Task brief -
What is needed here is every entry, retyped exactly.
*** Provided information ***
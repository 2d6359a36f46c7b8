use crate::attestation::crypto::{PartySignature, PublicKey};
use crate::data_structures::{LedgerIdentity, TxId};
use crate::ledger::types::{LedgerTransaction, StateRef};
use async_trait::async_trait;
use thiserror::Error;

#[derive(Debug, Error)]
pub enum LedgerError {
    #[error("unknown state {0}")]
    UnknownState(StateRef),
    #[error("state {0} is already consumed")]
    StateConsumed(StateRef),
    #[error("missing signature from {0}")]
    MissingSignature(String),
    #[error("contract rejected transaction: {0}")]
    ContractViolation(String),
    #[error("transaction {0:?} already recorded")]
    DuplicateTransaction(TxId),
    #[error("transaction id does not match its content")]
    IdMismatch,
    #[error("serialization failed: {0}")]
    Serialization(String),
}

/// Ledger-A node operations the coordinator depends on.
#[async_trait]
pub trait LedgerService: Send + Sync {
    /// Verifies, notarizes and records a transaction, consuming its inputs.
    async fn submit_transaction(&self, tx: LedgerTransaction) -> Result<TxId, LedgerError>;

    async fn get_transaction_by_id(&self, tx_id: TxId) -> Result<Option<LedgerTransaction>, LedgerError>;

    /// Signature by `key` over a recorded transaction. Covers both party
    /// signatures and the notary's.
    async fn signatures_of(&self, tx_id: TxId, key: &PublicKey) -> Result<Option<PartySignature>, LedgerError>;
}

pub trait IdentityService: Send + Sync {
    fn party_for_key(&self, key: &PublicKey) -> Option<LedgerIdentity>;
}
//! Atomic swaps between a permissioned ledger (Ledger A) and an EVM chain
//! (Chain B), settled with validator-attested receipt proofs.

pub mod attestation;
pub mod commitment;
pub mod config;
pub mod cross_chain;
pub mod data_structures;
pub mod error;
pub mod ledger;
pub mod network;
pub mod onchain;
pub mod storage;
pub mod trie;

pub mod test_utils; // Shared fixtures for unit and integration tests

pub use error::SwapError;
*** End of Provided information ***
Solved problem -
repository 2d6359a36f46c7b8
use crate::attestation::crypto::{PartySignature, PublicKey};
use crate::data_structures::{LedgerIdentity, TxId};
use crate::ledger::types::{LedgerTransaction, StateRef};
use async_trait::async_trait;
use thiserror::Error;

#[derive(Debug, Error)]
pub enum LedgerError {
    #[error("unknown state {0}")]
    UnknownState(StateRef),
    #[error("state {0} is already consumed")]
    StateConsumed(StateRef),
    #[error("missing signature from {0}")]
    MissingSignature(String),
    #[error("contract rejected transaction: {0}")]
    ContractViolation(String),
    #[error("transaction {0:?} already recorded")]
    DuplicateTransaction(TxId),
    #[error("transaction id does not match its content")]
    IdMismatch,
    #[error("serialization failed: {0}")]
    Serialization(String),
}

/// Ledger-A node operations the coordinator depends on.
#[async_trait]
pub trait LedgerService: Send + Sync {
    /// Verifies, notarizes and records a transaction, consuming its inputs.
    async fn submit_transaction(&self, tx: LedgerTransaction) -> Result<TxId, LedgerError>;

    async fn get_transaction_by_id(&self, tx_id: TxId) -> Result<Option<LedgerTransaction>, LedgerError>;

    /// Signature by `key` over a recorded transaction. Covers both party
    /// signatures and the notary's.
    async fn signatures_of(&self, tx_id: TxId, key: &PublicKey) -> Result<Option<PartySignature>, LedgerError>;
}

pub trait IdentityService: Send + Sync {
    fn party_for_key(&self, key: &PublicKey) -> Option<LedgerIdentity>;
}
//! Atomic swaps between a permissioned ledger (Ledger A) and an EVM chain
//! (Chain B), settled with validator-attested receipt proofs.

pub mod attestation;
pub mod commitment;
pub mod config;
pub mod cross_chain;
pub mod data_structures;
pub mod error;
pub mod ledger;
pub mod network;
pub mod onchain;
pub mod storage;
pub mod trie;

pub mod test_utils; // Shared fixtures for unit and integration tests

pub use error::SwapError;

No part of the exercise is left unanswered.